PBMs operate a highly sophisticated system. Each Hannaford employee is given a plastic 'drug card', which can be used at any one of 30,000 pharmacies in the DPS network. The card entitles them to pay a flat rate of dollars 9 per brand- name prescription (which usually costs an average of dollars 30), or dollars 3 for a generic substitute.
The purchase is also entered into an online database that both monitors the individual patient's treatment history and compiles vast amounts of statistical data on prescription patterns, drug efficacy and therapy strategies. Diversified then processes the insurance claim for the balance of the price of the drug - or, if it is supplying a 'capitated' service, shoulders the cost itself.
For Hannaford, one major economy is immediate: because DPS orders drugs in huge volumes - dollars 2bn worth for 11 million people last year - it gets a discount of between 10 and 17 per cent off the retail price.
DPS passes along a further discount it receives from manufacturers for including products in its 'voluntary formulary', the list of preferred drugs it recommends to subscribers.
But at least as important for Mr Hayes is the information DPS amasses through its system. Hannaford says it has used 'disease management' data to cut visits to doctors by 20 per cent and hospital emergency rooms by 30 per cent.
The bulk buying and brand-name management the PBMs engage in is squeezing drug manufacturers such as SmithKline, who worry about being excluded from the formularies of the big PBMs.
'There are just too many redundant drugs out there, and too much excess capacity,' says Terry Wills, chief executive of DPS's current parent, United Healthcare.
Having drug manufacturers owning drug dispensers clearly creates potential conflicts of interest. 'Everyone in the industry flinches a little at that,' Mr Wills concedes.
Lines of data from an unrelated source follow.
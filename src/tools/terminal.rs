//! terminal 工具：在沙箱中执行 shell 命令
//!
//! 命令失败（非零退出、超时、沙箱无法连接）不会抛出，而是返回带错误与两路输出的诊断文本，
//! 让模型在下一步自行修正。

use crate::sandbox::{CommandBuffers, SandboxError, SandboxProvider};
use crate::tools::ToolOutput;

pub async fn run_command(provider: &dyn SandboxProvider, sandbox_id: &str, command: &str) -> ToolOutput {
    let mut buffers = CommandBuffers::new();
    let result = async {
        let sandbox = provider.connect(sandbox_id).await?;
        sandbox.run_command(command, &mut buffers).await
    }
    .await;

    match result {
        Ok(output) => ToolOutput::Success(output.stdout),
        Err(e) => ToolOutput::Failure(failure_report(&e, &buffers)),
    }
}

fn failure_report(error: &SandboxError, buffers: &CommandBuffers) -> String {
    let report = format!(
        "command failed: {error} \n stdout: {}\n stderr: {}",
        buffers.stdout, buffers.stderr
    );
    tracing::error!(error = %error, stderr = %buffers.stderr, "terminal command failed");
    report
}
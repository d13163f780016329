//! 持久化层：消息与 Fragment 记录
//!
//! 编排核心只需要三件事：追加消息（可附带 Fragment）、读取项目最近 N 条消息、按时间正序列出全部消息。
//! 提供 SQLite（rusqlite）与内存两种实现。

pub mod memory;
pub mod sqlite;

use std::collections::BTreeMap;
use std::str::FromStr;

use async_trait::async_trait;
use chrono::{DateTime, Utc};
use serde::{Deserialize, Serialize};
use thiserror::Error;

pub use memory::InMemoryStore;
pub use sqlite::SqliteStore;

#[derive(Error, Debug)]
pub enum StoreError {
    #[error("SQLite error: {0}")]
    Sqlite(#[from] rusqlite::Error),

    #[error("Serialization error: {0}")]
    Serialization(#[from] serde_json::Error),

    #[error("Invalid record: {0}")]
    InvalidRecord(String),

    #[error("Store task failed: {0}")]
    Task(String),
}

/// 持久化消息的角色
#[derive(Clone, Copy, Debug, PartialEq, Eq, Serialize, Deserialize)]
#[serde(rename_all = "UPPERCASE")]
pub enum MessageRole {
    User,
    Assistant,
}

impl MessageRole {
    pub fn as_str(&self) -> &'static str {
        match self {
            MessageRole::User => "USER",
            MessageRole::Assistant => "ASSISTANT",
        }
    }
}

impl FromStr for MessageRole {
    type Err = StoreError;

    /// 大小写不敏感
    fn from_str(s: &str) -> Result<Self, Self::Err> {
        match s.to_ascii_uppercase().as_str() {
            "USER" => Ok(MessageRole::User),
            "ASSISTANT" => Ok(MessageRole::Assistant),
            other => Err(StoreError::InvalidRecord(format!("unknown role: {other}"))),
        }
    }
}

/// 持久化消息的类型
#[derive(Clone, Copy, Debug, PartialEq, Eq, Serialize, Deserialize)]
#[serde(rename_all = "UPPERCASE")]
pub enum MessageType {
    Result,
    Error,
}

impl MessageType {
    pub fn as_str(&self) -> &'static str {
        match self {
            MessageType::Result => "RESULT",
            MessageType::Error => "ERROR",
        }
    }
}

impl FromStr for MessageType {
    type Err = StoreError;

    fn from_str(s: &str) -> Result<Self, Self::Err> {
        match s.to_ascii_uppercase().as_str() {
            "RESULT" => Ok(MessageType::Result),
            "ERROR" => Ok(MessageType::Error),
            other => Err(StoreError::InvalidRecord(format!("unknown message type: {other}"))),
        }
    }
}

/// 成功运行的产物：预览地址、标题、终止时的文件快照。创建后不再修改
#[derive(Clone, Debug, PartialEq, Eq, Serialize, Deserialize)]
pub struct Fragment {
    pub id: String,
    pub message_id: String,
    pub sandbox_url: String,
    pub title: String,
    pub files: BTreeMap<String, String>,
    pub created_at: DateTime<Utc>,
}

#[derive(Clone, Debug, PartialEq, Eq)]
pub struct NewFragment {
    pub sandbox_url: String,
    pub title: String,
    pub files: BTreeMap<String, String>,
}

#[derive(Clone, Debug, PartialEq, Eq, Serialize, Deserialize)]
pub struct StoredMessage {
    pub id: String,
    pub project_id: String,
    pub content: String,
    pub role: MessageRole,
    pub message_type: MessageType,
    pub fragment: Option<Fragment>,
    pub created_at: DateTime<Utc>,
    pub updated_at: DateTime<Utc>,
}

#[derive(Clone, Debug, PartialEq, Eq)]
pub struct NewMessage {
    pub project_id: String,
    pub content: String,
    pub role: MessageRole,
    pub message_type: MessageType,
    pub fragment: Option<NewFragment>,
}

impl NewMessage {
    pub fn user(project_id: impl Into<String>, content: impl Into<String>) -> Self {
        Self {
            project_id: project_id.into(),
            content: content.into(),
            role: MessageRole::User,
            message_type: MessageType::Result,
            fragment: None,
        }
    }

    pub fn assistant_error(project_id: impl Into<String>, content: impl Into<String>) -> Self {
        Self {
            project_id: project_id.into(),
            content: content.into(),
            role: MessageRole::Assistant,
            message_type: MessageType::Error,
            fragment: None,
        }
    }

    pub fn assistant_result(
        project_id: impl Into<String>,
        content: impl Into<String>,
        fragment: NewFragment,
    ) -> Self {
        Self {
            project_id: project_id.into(),
            content: content.into(),
            role: MessageRole::Assistant,
            message_type: MessageType::Result,
            fragment: Some(fragment),
        }
    }
}

/// 消息存储接口
#[async_trait]
pub trait MessageStore: Send + Sync {
    /// 追加一条消息（与其 Fragment 一起原子写入）
    async fn append_message(&self, message: NewMessage) -> Result<StoredMessage, StoreError>;

    /// 项目最近 `limit` 条消息，按更新时间倒序（最新在前）
    async fn recent_messages(
        &self,
        project_id: &str,
        limit: usize,
    ) -> Result<Vec<StoredMessage>, StoreError>;

    /// 项目全部消息（含 Fragment），按更新时间正序
    async fn list_messages(&self, project_id: &str) -> Result<Vec<StoredMessage>, StoreError>;
}
//! 完成检测
//!
//! 模型在任务完成时输出包含完成标记的消息；检测只做子串匹配，命中时整条消息原样作为摘要。
//! 约定集中在这一个谓词里，控制器不直接接触标记字符串。

use crate::core::state::RunState;

pub const COMPLETION_MARKER: &str = "<task_summary>";

#[derive(Debug, Clone)]
pub struct TerminationDetector {
    marker: String,
}

impl Default for TerminationDetector {
    fn default() -> Self {
        Self::new(COMPLETION_MARKER)
    }
}

impl TerminationDetector {
    pub fn new(marker: impl Into<String>) -> Self {
        Self {
            marker: marker.into(),
        }
    }

    pub fn marker(&self) -> &str {
        &self.marker
    }

    /// 文本含完成标记时返回整段文本
    pub fn detect<'a>(&self, text: &'a str) -> Option<&'a str> {
        if !self.marker.is_empty() && text.contains(&self.marker) {
            Some(text)
        } else {
            None
        }
    }

    /// 检查最后一条 assistant 消息，命中则写入摘要；返回摘要是否已存在
    pub fn inspect(&self, state: &mut RunState) -> bool {
        if let Some(summary) = state.last_assistant_text().and_then(|t| self.detect(t)) {
            let summary = summary.to_string();
            state.set_summary(summary);
        }
        state.has_summary()
    }
}

#[cfg(test)]
mod tests {
    use super::*;
    use crate::memory::Message;

    #[test]
    fn test_detect_returns_whole_text() {
        let detector = TerminationDetector::default();
        let text = "Done.\n<task_summary>\nCreated a button component\n</task_summary>";
        assert_eq!(detector.detect(text), Some(text));
        assert_eq!(detector.detect("still working on it"), None);
    }

    #[test]
    fn test_inspect_uses_last_assistant_message() {
        let detector = TerminationDetector::default();
        let mut state = RunState::new();
        state.push_message(Message::assistant("<task_summary>old</task_summary>"));
        state.push_message(Message::assistant("not yet"));
        assert!(!detector.inspect(&mut state));

        state.push_message(Message::assistant("<task_summary>Created a button component</task_summary>"));
        assert!(detector.inspect(&mut state));
        assert_eq!(state.summary(), Some("<task_summary>Created a button component</task_summary>"));
    }

    #[test]
    fn test_custom_marker() {
        let detector = TerminationDetector::new("[[DONE]]");
        assert!(detector.detect("ok [[DONE]]").is_some());
        assert!(detector.detect("<task_summary>x</task_summary>").is_none());
    }
}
However, Chinese walls will exist within the firms, and he doubts SmithKline will provide more than 6 per cent of its formulary.
The big drugmakers are far more interested in the 'outcomes' data the PBMs generate, than the pure distribution side, he argues. Disease-management statistics give them the proof they need to press their arguments about 'total medical cost'.
Drugs are in fact a very cost-effective form of therapy; even a relatively expensive self- injected migraine drug, for example, costs the system considerably less than a day spent in an emergency room.
The industry needs to act quickly, though. The pharmaceuticals share of the healthcare spending pie in the US has fallen to 7 per cent.
The final irony about this young industry is that many believe that few of today's booming benefits managers will exist in a few years. All are likely to be absorbed into health-care 'alliances' and other structures evolving in the US under pressure for insurance reform.
On the other hand enormous opportunities exist for extending this sort of approach to countries that have public healthcare schemes whose costs are escalating rapidly.
'I think it will soon be unimaginable to try to run a single-payer health system without these kinds of controls,' Mr Wills says.